> **WORK TO COMPLETE**
Which lines of the records below contain the word "show"? Report each of them in full.

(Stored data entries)
•••

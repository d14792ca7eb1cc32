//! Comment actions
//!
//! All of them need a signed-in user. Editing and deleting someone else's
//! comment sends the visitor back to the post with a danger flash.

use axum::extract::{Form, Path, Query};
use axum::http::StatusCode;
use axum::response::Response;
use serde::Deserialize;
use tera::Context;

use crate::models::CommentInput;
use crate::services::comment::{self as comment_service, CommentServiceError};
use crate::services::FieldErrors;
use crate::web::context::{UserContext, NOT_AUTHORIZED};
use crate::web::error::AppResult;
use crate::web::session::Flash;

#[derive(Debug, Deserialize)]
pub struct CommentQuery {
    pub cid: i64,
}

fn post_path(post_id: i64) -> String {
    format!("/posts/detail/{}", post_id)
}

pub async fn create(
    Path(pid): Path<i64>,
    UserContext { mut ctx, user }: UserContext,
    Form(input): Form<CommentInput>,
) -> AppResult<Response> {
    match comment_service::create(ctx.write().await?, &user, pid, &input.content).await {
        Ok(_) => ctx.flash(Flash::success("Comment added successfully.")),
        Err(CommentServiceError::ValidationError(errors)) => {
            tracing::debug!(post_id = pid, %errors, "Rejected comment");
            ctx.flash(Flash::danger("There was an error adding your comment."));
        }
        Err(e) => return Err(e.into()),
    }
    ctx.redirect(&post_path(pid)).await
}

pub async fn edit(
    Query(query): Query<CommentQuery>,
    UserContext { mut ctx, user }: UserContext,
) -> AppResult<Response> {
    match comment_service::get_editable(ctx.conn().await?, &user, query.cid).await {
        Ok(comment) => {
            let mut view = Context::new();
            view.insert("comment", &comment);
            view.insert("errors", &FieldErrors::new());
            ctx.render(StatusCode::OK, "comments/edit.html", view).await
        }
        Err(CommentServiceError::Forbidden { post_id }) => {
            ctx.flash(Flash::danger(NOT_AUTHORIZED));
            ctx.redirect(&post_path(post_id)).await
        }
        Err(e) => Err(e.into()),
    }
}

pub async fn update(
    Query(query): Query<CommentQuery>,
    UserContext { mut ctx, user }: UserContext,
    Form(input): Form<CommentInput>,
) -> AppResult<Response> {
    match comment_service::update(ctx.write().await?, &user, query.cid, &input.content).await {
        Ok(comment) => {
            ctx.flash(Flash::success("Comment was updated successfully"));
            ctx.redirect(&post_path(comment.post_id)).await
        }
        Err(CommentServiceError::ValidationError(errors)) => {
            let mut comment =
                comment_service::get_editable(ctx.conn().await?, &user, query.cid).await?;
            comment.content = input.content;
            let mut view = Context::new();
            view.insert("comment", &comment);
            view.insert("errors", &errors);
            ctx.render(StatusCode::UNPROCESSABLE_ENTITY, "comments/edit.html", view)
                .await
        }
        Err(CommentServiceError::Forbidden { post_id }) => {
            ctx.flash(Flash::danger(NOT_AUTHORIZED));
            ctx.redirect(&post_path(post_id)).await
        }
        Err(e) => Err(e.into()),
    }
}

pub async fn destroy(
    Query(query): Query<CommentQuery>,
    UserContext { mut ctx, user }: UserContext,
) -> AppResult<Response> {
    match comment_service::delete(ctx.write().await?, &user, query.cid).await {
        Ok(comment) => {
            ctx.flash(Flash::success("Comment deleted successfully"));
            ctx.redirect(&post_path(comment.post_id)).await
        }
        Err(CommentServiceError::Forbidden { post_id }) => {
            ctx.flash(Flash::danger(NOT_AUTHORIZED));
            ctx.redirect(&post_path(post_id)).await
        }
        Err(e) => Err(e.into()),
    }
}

•••

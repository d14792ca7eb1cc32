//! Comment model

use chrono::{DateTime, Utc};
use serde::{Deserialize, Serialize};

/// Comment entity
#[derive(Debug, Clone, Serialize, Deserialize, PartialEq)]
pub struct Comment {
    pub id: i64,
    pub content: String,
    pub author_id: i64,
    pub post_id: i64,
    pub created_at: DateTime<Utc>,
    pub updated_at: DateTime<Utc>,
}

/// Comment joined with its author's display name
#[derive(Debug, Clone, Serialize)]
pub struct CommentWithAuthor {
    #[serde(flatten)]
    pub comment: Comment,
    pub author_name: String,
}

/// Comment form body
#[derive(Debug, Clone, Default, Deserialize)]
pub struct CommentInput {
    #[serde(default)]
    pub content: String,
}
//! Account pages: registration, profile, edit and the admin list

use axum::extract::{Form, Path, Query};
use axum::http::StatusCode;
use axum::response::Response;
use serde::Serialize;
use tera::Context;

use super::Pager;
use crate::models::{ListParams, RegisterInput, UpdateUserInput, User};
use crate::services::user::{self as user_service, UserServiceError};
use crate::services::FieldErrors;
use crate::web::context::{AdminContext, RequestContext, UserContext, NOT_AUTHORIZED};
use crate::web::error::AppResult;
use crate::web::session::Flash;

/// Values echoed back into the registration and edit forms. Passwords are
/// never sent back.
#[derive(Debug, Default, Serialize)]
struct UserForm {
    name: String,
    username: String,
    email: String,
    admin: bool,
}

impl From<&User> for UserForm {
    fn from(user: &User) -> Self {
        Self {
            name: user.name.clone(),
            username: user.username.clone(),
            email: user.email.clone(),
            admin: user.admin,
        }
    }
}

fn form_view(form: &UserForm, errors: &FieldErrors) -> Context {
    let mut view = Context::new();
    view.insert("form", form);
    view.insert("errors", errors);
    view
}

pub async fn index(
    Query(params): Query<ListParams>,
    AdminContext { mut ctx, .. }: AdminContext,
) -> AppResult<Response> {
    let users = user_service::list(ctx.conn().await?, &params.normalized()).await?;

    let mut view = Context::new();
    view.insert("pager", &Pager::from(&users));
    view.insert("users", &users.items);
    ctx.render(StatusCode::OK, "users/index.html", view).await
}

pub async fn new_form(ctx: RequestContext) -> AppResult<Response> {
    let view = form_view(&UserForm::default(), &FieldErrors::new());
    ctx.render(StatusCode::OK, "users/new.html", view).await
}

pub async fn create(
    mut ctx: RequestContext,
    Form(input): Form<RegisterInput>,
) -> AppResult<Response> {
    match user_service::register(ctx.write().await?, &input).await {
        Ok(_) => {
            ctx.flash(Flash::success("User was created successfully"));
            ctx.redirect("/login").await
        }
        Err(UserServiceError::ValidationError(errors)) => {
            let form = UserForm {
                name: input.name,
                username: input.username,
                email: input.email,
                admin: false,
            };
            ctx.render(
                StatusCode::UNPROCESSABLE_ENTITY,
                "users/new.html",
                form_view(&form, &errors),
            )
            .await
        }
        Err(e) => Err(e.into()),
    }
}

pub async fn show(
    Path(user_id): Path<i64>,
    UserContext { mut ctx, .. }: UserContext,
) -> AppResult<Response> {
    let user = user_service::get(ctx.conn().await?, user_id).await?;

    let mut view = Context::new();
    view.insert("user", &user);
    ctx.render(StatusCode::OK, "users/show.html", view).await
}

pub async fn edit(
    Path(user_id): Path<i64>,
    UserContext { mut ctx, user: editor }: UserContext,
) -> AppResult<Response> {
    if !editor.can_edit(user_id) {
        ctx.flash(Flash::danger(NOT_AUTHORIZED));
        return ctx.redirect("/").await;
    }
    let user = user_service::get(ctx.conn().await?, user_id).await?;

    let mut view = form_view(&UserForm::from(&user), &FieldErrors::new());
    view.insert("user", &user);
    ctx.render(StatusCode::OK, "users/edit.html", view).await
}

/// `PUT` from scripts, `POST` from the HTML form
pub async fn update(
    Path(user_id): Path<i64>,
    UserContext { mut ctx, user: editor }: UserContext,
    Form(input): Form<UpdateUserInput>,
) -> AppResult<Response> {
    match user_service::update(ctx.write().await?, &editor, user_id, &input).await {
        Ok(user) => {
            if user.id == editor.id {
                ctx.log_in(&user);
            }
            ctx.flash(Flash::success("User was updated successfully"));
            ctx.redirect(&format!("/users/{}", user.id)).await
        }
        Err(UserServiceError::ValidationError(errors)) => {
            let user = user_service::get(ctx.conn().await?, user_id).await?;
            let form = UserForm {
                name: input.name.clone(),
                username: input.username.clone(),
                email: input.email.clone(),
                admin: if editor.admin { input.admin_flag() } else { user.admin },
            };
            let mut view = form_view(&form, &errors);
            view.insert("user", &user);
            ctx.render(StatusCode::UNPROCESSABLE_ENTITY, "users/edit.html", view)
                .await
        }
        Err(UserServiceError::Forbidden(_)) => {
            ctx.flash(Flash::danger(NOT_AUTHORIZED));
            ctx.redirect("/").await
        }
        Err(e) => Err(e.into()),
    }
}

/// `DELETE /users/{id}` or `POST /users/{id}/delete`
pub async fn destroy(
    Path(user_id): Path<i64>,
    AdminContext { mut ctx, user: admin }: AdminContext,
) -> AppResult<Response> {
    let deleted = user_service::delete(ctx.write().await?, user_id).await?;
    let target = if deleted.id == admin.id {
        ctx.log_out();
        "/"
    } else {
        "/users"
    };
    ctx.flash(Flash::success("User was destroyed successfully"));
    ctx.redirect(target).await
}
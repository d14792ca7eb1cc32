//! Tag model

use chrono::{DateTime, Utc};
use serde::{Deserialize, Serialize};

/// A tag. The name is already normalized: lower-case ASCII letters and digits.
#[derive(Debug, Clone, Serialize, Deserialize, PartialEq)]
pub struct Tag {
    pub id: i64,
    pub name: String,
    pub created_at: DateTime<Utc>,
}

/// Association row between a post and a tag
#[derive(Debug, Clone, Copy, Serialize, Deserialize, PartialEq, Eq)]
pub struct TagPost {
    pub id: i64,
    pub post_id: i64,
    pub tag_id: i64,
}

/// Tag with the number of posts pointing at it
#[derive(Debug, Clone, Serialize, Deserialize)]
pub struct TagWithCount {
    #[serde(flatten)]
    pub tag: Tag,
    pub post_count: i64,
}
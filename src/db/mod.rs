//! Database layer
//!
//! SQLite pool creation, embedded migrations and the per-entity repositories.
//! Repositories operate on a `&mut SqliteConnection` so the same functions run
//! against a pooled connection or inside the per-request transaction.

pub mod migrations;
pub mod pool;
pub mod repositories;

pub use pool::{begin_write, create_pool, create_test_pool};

•••

> **ANSWER TO THIS PROBLEM**
pub async fn show(
    ctx.render(StatusCode::OK, "users/show.html", view).await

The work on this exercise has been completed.